Your instructions: Reproduce the whole listing, keeping every character the same.
%%
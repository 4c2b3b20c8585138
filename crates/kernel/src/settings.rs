use std::path::{Path, PathBuf};

use anyhow::{anyhow, Context};
use serde::Deserialize;

const DEFAULT_ENV: &str = "local";
const ENV_VAR_NAME: &str = "PLAYGROUND_ENV";
const CONFIG_DIR_ENV: &str = "PLAYGROUND_CONFIG_DIR";
const ENV_PREFIX: &str = "PLAYGROUND";

/// Deployment environment the application is running in.
#[derive(Debug, Clone, Deserialize, PartialEq, Eq, Default)]
#[serde(rename_all = "lowercase")]
pub enum Environment {
    #[default]
    Local,
    Staging,
    Production,
}

impl std::str::FromStr for Environment {
    type Err = anyhow::Error;

    fn from_str(value: &str) -> Result<Self, Self::Err> {
        match value {
            "local" => Ok(Environment::Local),
            "staging" => Ok(Environment::Staging),
            "production" => Ok(Environment::Production),
            other => Err(anyhow!(
                "unsupported environment '{}'; expected local/staging/production",
                other
            )),
        }
    }
}

/// Top-level configuration structure loaded from layered sources.
#[derive(Debug, Clone, Deserialize, Default)]
pub struct Settings {
    #[serde(default)]
    pub environment: Environment,
    #[serde(default)]
    pub server: ServerSettings,
    #[serde(default)]
    pub telemetry: TelemetrySettings,
    #[serde(default)]
    pub auth: AuthSettings,
}

impl Settings {
    /// Load configuration by layering `.env`, base file, and environment overlay.
    pub fn load() -> anyhow::Result<Self> {
        // Allow missing `.env` files without failing.
        let _ = dotenvy::dotenv();

        let environment = std::env::var(ENV_VAR_NAME).unwrap_or_else(|_| DEFAULT_ENV.to_string());
        let config_dir = match std::env::var(CONFIG_DIR_ENV) {
            Ok(dir) => PathBuf::from(dir),
            Err(_) => std::env::current_dir()
                .map(|cwd| cwd.join("config"))
                .with_context(|| "unable to resolve current directory")?,
        };

        Self::load_from(&config_dir, &environment)
    }

    /// Load `base.toml` and `{environment}.toml` from `config_dir`, then
    /// apply `PLAYGROUND_*` environment variables (`__` separates nested keys).
    pub fn load_from(config_dir: &Path, environment: &str) -> anyhow::Result<Self> {
        let parsed_environment: Environment = environment.parse()?;

        let base_path = config_dir.join("base.toml");
        let environment_path = config_dir.join(format!("{}.toml", environment));

        let builder = config::Config::builder()
            .add_source(config::File::from(base_path).required(false))
            .add_source(config::File::from(environment_path).required(false))
            .add_source(
                config::Environment::with_prefix(ENV_PREFIX)
                    .prefix_separator("_")
                    .separator("__"),
            );

        let cfg = builder
            .build()
            .with_context(|| "failed to build configuration")?;

        let mut settings: Settings = cfg
            .try_deserialize()
            .with_context(|| "failed to deserialize configuration")?;

        settings.environment = parsed_environment;

        Ok(settings)
    }
}

#[derive(Debug, Clone, Deserialize)]
pub struct ServerSettings {
    #[serde(default = "ServerSettings::default_host")]
    pub host: String,
    #[serde(default = "ServerSettings::default_port")]
    pub port: u16,
    #[serde(default = "ServerSettings::default_request_timeout_ms")]
    pub request_timeout_ms: u64,
}

impl ServerSettings {
    fn default_host() -> String {
        "0.0.0.0".to_string()
    }

    fn default_port() -> u16 {
        3000
    }

    fn default_request_timeout_ms() -> u64 {
        15000
    }

    /// `host:port` pair suitable for binding a listener.
    pub fn bind_address(&self) -> String {
        format!("{}:{}", self.host, self.port)
    }
}

impl Default for ServerSettings {
    fn default() -> Self {
        Self {
            host: Self::default_host(),
            port: Self::default_port(),
            request_timeout_ms: Self::default_request_timeout_ms(),
        }
    }
}

#[derive(Debug, Clone, Deserialize)]
pub struct TelemetrySettings {
    #[serde(default)]
    pub log_format: LogFormat,
    /// Default `EnvFilter` directive; `RUST_LOG` takes precedence.
    #[serde(default = "TelemetrySettings::default_log_level")]
    pub log_level: String,
}

impl TelemetrySettings {
    fn default_log_level() -> String {
        "info".to_string()
    }
}

impl Default for TelemetrySettings {
    fn default() -> Self {
        Self {
            log_format: LogFormat::Pretty,
            log_level: Self::default_log_level(),
        }
    }
}

#[derive(Debug, Clone, Deserialize, PartialEq, Eq, Default)]
#[serde(rename_all = "lowercase")]
pub enum LogFormat {
    #[default]
    Pretty,
    Json,
}

/// Shared secrets checked by the credential guards.
#[derive(Debug, Clone, Deserialize)]
pub struct AuthSettings {
    #[serde(default = "AuthSettings::default_bearer_token")]
    pub bearer_token: String,
    #[serde(default = "AuthSettings::default_api_key")]
    pub api_key: String,
}

impl AuthSettings {
    fn default_bearer_token() -> String {
        "secret-token-123".to_string()
    }

    fn default_api_key() -> String {
        "my-secret-api-key".to_string()
    }
}

impl Default for AuthSettings {
    fn default() -> Self {
        Self {
            bearer_token: Self::default_bearer_token(),
            api_key: Self::default_api_key(),
        }
    }
}

#[cfg(test)]
mod tests {
    use super::*;

    #[test]
    fn default_environment_is_local() {
        let settings = Settings::default();
        assert_eq!(settings.environment, Environment::Local);
    }

    #[test]
    fn default_credentials_match_playground_values() {
        let settings = Settings::default();
        assert_eq!(settings.auth.bearer_token, "secret-token-123");
        assert_eq!(settings.auth.api_key, "my-secret-api-key");
        assert_eq!(settings.server.bind_address(), "0.0.0.0:3000");
    }

    #[test]
    fn unknown_environment_is_rejected() {
        assert!("qa".parse::<Environment>().is_err());
        assert_eq!(
            "staging".parse::<Environment>().unwrap(),
            Environment::Staging
        );
    }

    #[test]
    fn environment_file_overrides_base_file() {
        let dir = std::env::temp_dir().join(format!("playground-settings-{}", std::process::id()));
        std::fs::create_dir_all(&dir).unwrap();
        std::fs::write(
            dir.join("base.toml"),
            "[server]\nport = 4000\n\n[auth]\napi_key = \"base-key\"\n",
        )
        .unwrap();
        std::fs::write(dir.join("staging.toml"), "[server]\nport = 5000\n").unwrap();

        let settings = Settings::load_from(&dir, "staging").unwrap();
        assert_eq!(settings.environment, Environment::Staging);
        assert_eq!(settings.server.port, 5000);
        assert_eq!(settings.auth.api_key, "base-key");
        assert_eq!(settings.auth.bearer_token, "secret-token-123");

        std::fs::remove_dir_all(&dir).ok();
    }
}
%%
Reply to the exercise:
repository 4c2b3b20c8585138
filename crates/kernel/src/settings.rs
use std::path::{Path, PathBuf};

use anyhow::{anyhow, Context};
use serde::Deserialize;

const DEFAULT_ENV: &str = "local";
const ENV_VAR_NAME: &str = "PLAYGROUND_ENV";
const CONFIG_DIR_ENV: &str = "PLAYGROUND_CONFIG_DIR";
const ENV_PREFIX: &str = "PLAYGROUND";

/// Deployment environment the application is running in.
#[derive(Debug, Clone, Deserialize, PartialEq, Eq, Default)]
#[serde(rename_all = "lowercase")]
pub enum Environment {
    #[default]
    Local,
    Staging,
    Production,
}

impl std::str::FromStr for Environment {
    type Err = anyhow::Error;

    fn from_str(value: &str) -> Result<Self, Self::Err> {
        match value {
            "local" => Ok(Environment::Local),
            "staging" => Ok(Environment::Staging),
            "production" => Ok(Environment::Production),
            other => Err(anyhow!(
                "unsupported environment '{}'; expected local/staging/production",
                other
            )),
        }
    }
}

/// Top-level configuration structure loaded from layered sources.
#[derive(Debug, Clone, Deserialize, Default)]
pub struct Settings {
    #[serde(default)]
    pub environment: Environment,
    #[serde(default)]
    pub server: ServerSettings,
    #[serde(default)]
    pub telemetry: TelemetrySettings,
    #[serde(default)]
    pub auth: AuthSettings,
}

impl Settings {
    /// Load configuration by layering `.env`, base file, and environment overlay.
    pub fn load() -> anyhow::Result<Self> {
        // Allow missing `.env` files without failing.
        let _ = dotenvy::dotenv();

        let environment = std::env::var(ENV_VAR_NAME).unwrap_or_else(|_| DEFAULT_ENV.to_string());
        let config_dir = match std::env::var(CONFIG_DIR_ENV) {
            Ok(dir) => PathBuf::from(dir),
            Err(_) => std::env::current_dir()
                .map(|cwd| cwd.join("config"))
                .with_context(|| "unable to resolve current directory")?,
        };

        Self::load_from(&config_dir, &environment)
    }

    /// Load `base.toml` and `{environment}.toml` from `config_dir`, then
    /// apply `PLAYGROUND_*` environment variables (`__` separates nested keys).
    pub fn load_from(config_dir: &Path, environment: &str) -> anyhow::Result<Self> {
        let parsed_environment: Environment = environment.parse()?;

        let base_path = config_dir.join("base.toml");
        let environment_path = config_dir.join(format!("{}.toml", environment));

        let builder = config::Config::builder()
            .add_source(config::File::from(base_path).required(false))
            .add_source(config::File::from(environment_path).required(false))
            .add_source(
                config::Environment::with_prefix(ENV_PREFIX)
                    .prefix_separator("_")
                    .separator("__"),
            );

        let cfg = builder
            .build()
            .with_context(|| "failed to build configuration")?;

        let mut settings: Settings = cfg
            .try_deserialize()
            .with_context(|| "failed to deserialize configuration")?;

        settings.environment = parsed_environment;

        Ok(settings)
    }
}

#[derive(Debug, Clone, Deserialize)]
pub struct ServerSettings {
    #[serde(default = "ServerSettings::default_host")]
    pub host: String,
    #[serde(default = "ServerSettings::default_port")]
    pub port: u16,
    #[serde(default = "ServerSettings::default_request_timeout_ms")]
    pub request_timeout_ms: u64,
}

impl ServerSettings {
    fn default_host() -> String {
        "0.0.0.0".to_string()
    }

    fn default_port() -> u16 {
        3000
    }

    fn default_request_timeout_ms() -> u64 {
        15000
    }

    /// `host:port` pair suitable for binding a listener.
    pub fn bind_address(&self) -> String {
        format!("{}:{}", self.host, self.port)
    }
}

impl Default for ServerSettings {
    fn default() -> Self {
        Self {
            host: Self::default_host(),
            port: Self::default_port(),
            request_timeout_ms: Self::default_request_timeout_ms(),
        }
    }
}

#[derive(Debug, Clone, Deserialize)]
pub struct TelemetrySettings {
    #[serde(default)]
    pub log_format: LogFormat,
    /// Default `EnvFilter` directive; `RUST_LOG` takes precedence.
    #[serde(default = "TelemetrySettings::default_log_level")]
    pub log_level: String,
}

impl TelemetrySettings {
    fn default_log_level() -> String {
        "info".to_string()
    }
}

impl Default for TelemetrySettings {
    fn default() -> Self {
        Self {
            log_format: LogFormat::Pretty,
            log_level: Self::default_log_level(),
        }
    }
}

#[derive(Debug, Clone, Deserialize, PartialEq, Eq, Default)]
#[serde(rename_all = "lowercase")]
pub enum LogFormat {
    #[default]
    Pretty,
    Json,
}

/// Shared secrets checked by the credential guards.
#[derive(Debug, Clone, Deserialize)]
pub struct AuthSettings {
    #[serde(default = "AuthSettings::default_bearer_token")]
    pub bearer_token: String,
    #[serde(default = "AuthSettings::default_api_key")]
    pub api_key: String,
}

impl AuthSettings {
    fn default_bearer_token() -> String {
        "secret-token-123".to_string()
    }

    fn default_api_key() -> String {
        "my-secret-api-key".to_string()
    }
}

impl Default for AuthSettings {
    fn default() -> Self {
        Self {
            bearer_token: Self::default_bearer_token(),
            api_key: Self::default_api_key(),
        }
    }
}

#[cfg(test)]
mod tests {
    use super::*;

    #[test]
    fn default_environment_is_local() {
        let settings = Settings::default();
        assert_eq!(settings.environment, Environment::Local);
    }

    #[test]
    fn default_credentials_match_playground_values() {
        let settings = Settings::default();
        assert_eq!(settings.auth.bearer_token, "secret-token-123");
        assert_eq!(settings.auth.api_key, "my-secret-api-key");
        assert_eq!(settings.server.bind_address(), "0.0.0.0:3000");
    }

    #[test]
    fn unknown_environment_is_rejected() {
        assert!("qa".parse::<Environment>().is_err());
        assert_eq!(
            "staging".parse::<Environment>().unwrap(),
            Environment::Staging
        );
    }

    #[test]
    fn environment_file_overrides_base_file() {
        let dir = std::env::temp_dir().join(format!("playground-settings-{}", std::process::id()));
        std::fs::create_dir_all(&dir).unwrap();
        std::fs::write(
            dir.join("base.toml"),
            "[server]\nport = 4000\n\n[auth]\napi_key = \"base-key\"\n",
        )
        .unwrap();
        std::fs::write(dir.join("staging.toml"), "[server]\nport = 5000\n").unwrap();

        let settings = Settings::load_from(&dir, "staging").unwrap();
        assert_eq!(settings.environment, Environment::Staging);
        assert_eq!(settings.server.port, 5000);
        assert_eq!(settings.auth.api_key, "base-key");
        assert_eq!(settings.auth.bearer_token, "secret-token-123");

        std::fs::remove_dir_all(&dir).ok();
    }
}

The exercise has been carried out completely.